Legislation Could Expand Jail Mental Health Services
WASHINGTON — U.S. Senator Dick Durbin (D-Ill.) introduced legislation earlier this month that could improve mental health and other health care services at local jails across the country. The legislation aims to expand the National Health Service Corps (NHSC) program to also include county and municipal correctional facilities, serving a larger swath of the 64 percent of jail inmates currently suffering from mental health conditions.
County and municipal correctional facilities are increasingly forced to serve as mental health providers to inmates completing extended sentences. Chicago’s Cook County Jail houses roughly 9,000 inmates and is now one of the largest providers of mental health services in the country. Cermak Health Services, which is operated by Cook County and based in the Cook County Jail, estimates that approximately 2,500 inmates require medical attention at any given time. These inmates are diagnosed with health conditions at a drastically higher rate than the general population.
Additionally, as many mentally ill inmates return to disadvantaged neighborhoods after completing their sentences, expanding and improving health care services at local jails — especially mental and behavioral health services — will help reduce recidivism and improve public safety, according to a statement by Durbin’s office.
The NHSC places health care professionals in medically underserved areas in return for student loan assistance. Participants are generally required to make a two-year commitment to the program, providing primary care, oral health and behavioral health services to community mental health centers, free clinics, school-based clinics and other medically underserved facilities. Last year, more than 9,200 primary care, dental and behavior and mental health professionals were members of the NHSC, providing care at 4,900 medically underserved sites, including state and federal prisons. By expanding the NHSC, Durbin said, county and municipal jails can better attract highly qualified behavioral and medical health professionals.
“Even if someone is incarcerated, they are still entitled to necessary medical care.
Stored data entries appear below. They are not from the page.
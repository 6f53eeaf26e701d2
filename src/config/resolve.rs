use std::sync::Arc;

use serde_json::Value;

use crate::config::effective::EffectiveConfig;
use crate::config::schema::{ConfigWarning, OptionKind, OptionMap, rule, validate_options};
use crate::config::styles::StyleRegistry;

/// Result of resolving one region's options.
#[derive(Debug, Clone)]
pub struct ResolvedConfig {
    /// Typed effective configuration.
    pub config: EffectiveConfig,
    /// Validated option map (every schema key present).
    pub options: OptionMap,
    /// Diagnostics produced while validating the merged tiers.
    pub warnings: Vec<ConfigWarning>,
}

/// Per-tier view of a region's options, for inspection tooling.
#[derive(Debug, Clone, serde::Serialize)]
pub struct OptionLayers {
    /// Global defaults as set on the orchestrator.
    pub base: OptionMap,
    /// Fragment of the named style, empty when none applies.
    pub style: OptionMap,
    /// Per-region overrides.
    pub element: OptionMap,
    /// Validated merge of all three.
    pub effective: OptionMap,
}

/// Merges {global, named style, per-region override} into one validated configuration.
#[derive(Debug, Clone)]
pub struct ConfigResolver {
    styles: Arc<StyleRegistry>,
}

impl ConfigResolver {
    /// Resolve against the given style registry.
    pub fn new(styles: Arc<StyleRegistry>) -> Self {
        Self { styles }
    }

    /// Style registry consulted during resolution.
    pub fn styles(&self) -> &Arc<StyleRegistry> {
        &self.styles
    }

    /// Resolve one region's configuration. Later tiers win key by key.
    ///
    /// An unknown style name resolves as if no style were given.
    pub fn resolve(
        &self,
        global: &OptionMap,
        style: Option<&str>,
        overrides: &OptionMap,
    ) -> ResolvedConfig {
        let style_map = self.style_fragment(style);
        let merged = merge_tiers([global, &style_map, overrides]);
        let validated = validate_options(&merged);
        for w in &validated.warnings {
            tracing::warn!(path = %w.path, kind = ?w.kind, "{}", w.message);
        }
        ResolvedConfig {
            config: EffectiveConfig::from_validated(&validated.options),
            options: validated.options,
            warnings: validated.warnings,
        }
    }

    /// Per-tier breakdown of the same resolution [`ConfigResolver::resolve`] performs.
    pub fn layers(
        &self,
        global: &OptionMap,
        style: Option<&str>,
        overrides: &OptionMap,
    ) -> OptionLayers {
        let style_map = self.style_fragment(style);
        let merged = merge_tiers([global, &style_map, overrides]);
        OptionLayers {
            base: global.clone(),
            effective: validate_options(&merged).options,
            style: style_map,
            element: overrides.clone(),
        }
    }

    fn style_fragment(&self, style: Option<&str>) -> OptionMap {
        match style {
            Some(name) => self.styles.get(name).unwrap_or_else(|| {
                tracing::warn!(style = name, "unknown style name; ignored");
                OptionMap::new()
            }),
            None => OptionMap::new(),
        }
    }
}

/// Ordered merge of raw option tiers.
///
/// Scalars replace; nested object options merge one level deep. A scalar given for an object
/// option is first lifted to `{scalar_field: value}`.
pub fn merge_tiers<'a>(tiers: impl IntoIterator<Item = &'a OptionMap>) -> OptionMap {
    let mut out = OptionMap::new();
    for tier in tiers {
        for (key, value) in tier {
            let value = lift_scalar(key, value);
            if let (Some(Value::Object(existing)), Value::Object(incoming)) =
                (out.get_mut(key), &value)
            {
                for (k, v) in incoming {
                    existing.insert(k.clone(), v.clone());
                }
                continue;
            }
            out.insert(key.clone(), value);
        }
    }
    out
}

fn lift_scalar(key: &str, value: &Value) -> Value {
    match (rule(key).map(|r| r.kind), value) {
        (Some(OptionKind::Object { scalar_field, .. }), v) if !v.is_object() && !v.is_null() => {
            let mut m = OptionMap::new();
            m.insert(scalar_field.to_owned(), v.clone());
            Value::Object(m)
        }
        _ => value.clone(),
    }
}

#[cfg(test)]
#[path = "../../tests/unit/config/resolve.rs"]
mod tests;
use std::f64::consts::{FRAC_PI_2, PI, TAU};

use smallvec::SmallVec;

use crate::config::BurstStyle;
use crate::foundation::color::Color;
use crate::foundation::core::{Point, Vec2};
use crate::foundation::math::Rng64;
use crate::render::primitive::{Dot, Primitive};
use crate::render::surface::Paint;
use crate::strokes::{StrokeInput, StrokeLayout};

const CLUSTER_STEPS: [f64; 3] = [0.4, 0.6, 0.8];

fn ray_color(base: Color, rng: &mut Rng64) -> Color {
    let amount = 20.0 * rng.next_f64_01();
    if rng.coin() {
        base.lighten(amount)
    } else {
        base.darken(amount)
    }
}

pub(crate) fn layout(input: &StrokeInput<'_>) -> StrokeLayout {
    let opts = input.config.burst;
    let h = input.height();
    let padding = h * (1.3 * opts.power).max(1.5) + opts.gap * h + 4.0;
    StrokeLayout::padded(input, padding, opts.count.max(1))
}

/// Rays or dot clusters spread around the segment's elliptical perimeter.
pub(crate) fn primitives(
    input: &StrokeInput<'_>,
    layout: &StrokeLayout,
    rng: &mut Rng64,
) -> Vec<Primitive> {
    let opts = input.config.burst;
    let (w, h) = (input.width(), input.height());

    let gap = opts.gap * h;
    let padding = layout.horizontal_padding;
    let center = Point::new(w / 2.0 + padding, h / 2.0 + padding);
    let base_len = h * opts.power;
    let count = opts.count.max(1);

    (0..count)
        .map(|i| {
            let angle = TAU * i as f64 / count as f64 + rng.centered() * opts.randomness * PI;
            let length = base_len * rng.range(0.7, 1.3);
            let dir = Vec2::from_angle(angle);
            let start = center + Vec2::new(w / 2.0 * dir.x, h / 2.0 * dir.y) + dir * gap;
            let end = start + dir * length;

            match opts.style {
                BurstStyle::Lines => Primitive::Line {
                    from: start,
                    to: end,
                    width: rng.range(1.0, 4.0),
                    paint: Paint::Solid(ray_color(input.color, rng)),
                },
                BurstStyle::Burst => {
                    let span = end - start;
                    let ctrl = start.midpoint(end)
                        + Vec2::new(rng.centered() * span.x, rng.centered() * span.y) * 0.5;
                    Primitive::Quad {
                        from: start,
                        ctrl,
                        to: end,
                        width: rng.range(1.0, 4.0),
                        paint: Paint::Solid(ray_color(input.color, rng)),
                    }
                }
                BurstStyle::Curve => Primitive::Quad {
                    from: start,
                    ctrl: start + Vec2::from_angle(angle + FRAC_PI_2) * (length * 0.5),
                    to: end,
                    width: rng.range(1.0, 4.0),
                    paint: Paint::Solid(ray_color(input.color, rng)),
                },
                BurstStyle::Cloud => {
                    let radius = (length * 0.15).max(0.5);
                    let dots: SmallVec<[Dot; 3]> = CLUSTER_STEPS
                        .iter()
                        .enumerate()
                        .map(|(k, step)| {
                            let scatter = Vec2::new(rng.centered(), rng.centered()) * radius;
                            Dot {
                                center: start + dir * (length * step) + scatter,
                                radius: radius * (1.0 - 0.2 * k as f64),
                                color: input.color.lighten(rng.range(30.0, 50.0)),
                            }
                        })
                        .collect();
                    Primitive::Dots(dots)
                }
            }
        })
        .collect()
}

#[cfg(test)]
#[path = "../../tests/unit/strokes/burst.rs"]
mod tests;
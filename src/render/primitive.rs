use smallvec::SmallVec;

use crate::foundation::color::Color;
use crate::foundation::core::{Point, Rect};
use crate::render::surface::{Paint, Surface};

/// Filled disc belonging to a [`Primitive::Dots`] cluster.
#[derive(Clone, Copy, Debug, PartialEq)]
pub(crate) struct Dot {
    pub(crate) center: Point,
    pub(crate) radius: f64,
    pub(crate) color: Color,
}

/// Smallest unit of progressive reveal. A renderer's geometry is an ordered list of these.
#[derive(Clone, Debug, PartialEq)]
pub(crate) enum Primitive {
    Line {
        from: Point,
        to: Point,
        width: f64,
        paint: Paint,
    },
    Quad {
        from: Point,
        ctrl: Point,
        to: Point,
        width: f64,
        paint: Paint,
    },
    Dots(SmallVec<[Dot; 3]>),
}

impl Primitive {
    pub(crate) fn paint_onto(&self, surface: &mut dyn Surface) {
        match self {
            Self::Line {
                from,
                to,
                width,
                paint,
            } => surface.stroke_line(*from, *to, *width, paint),
            Self::Quad {
                from,
                ctrl,
                to,
                width,
                paint,
            } => surface.stroke_quad(*from, *ctrl, *to, *width, paint),
            Self::Dots(dots) => {
                for d in dots {
                    surface.fill_circle(d.center, d.radius, &Paint::Solid(d.color));
                }
            }
        }
    }

    /// Conservative box covering everything this primitive paints.
    pub(crate) fn extent(&self) -> Rect {
        match self {
            Self::Line {
                from, to, width, ..
            } => Rect::from_points(*from, *to).inflate(width / 2.0, width / 2.0),
            Self::Quad {
                from,
                ctrl,
                to,
                width,
                ..
            } => Rect::from_points(*from, *to)
                .union_pt(*ctrl)
                .inflate(width / 2.0, width / 2.0),
            Self::Dots(dots) => dots
                .iter()
                .map(|d| Rect::from_center_size(d.center, (2.0 * d.radius, 2.0 * d.radius)))
                .reduce(|a, b| a.union(b))
                .unwrap_or(Rect::ZERO),
        }
    }
}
The National Health Service Corps has improved access to health care for thousands of Illinoisans in medically underserved areas, including our state and federal prisons,” Durbin said. “Local jails like the Cook County Department of Corrections are serving larger prisoner populations with increasingly long sentences and high rates of mental illness. Improving local jails’ ability to recruit skilled, committed healthcare professionals and expand their inmates’ access to behavioral health services and other healthcare will help reduce recidivism and improve public safety. State and federal prisons are already included in this program for these very reasons. It is only logical to include county and municipal correctional facilities as well.”
Durbin’s legislation has received support from a number of mental health advocacy organizations, including the National Association of Community Health Centers, the Association of Clinicians for the Underserved, the National Association of County and City Health Officials and the American Psychiatric Association.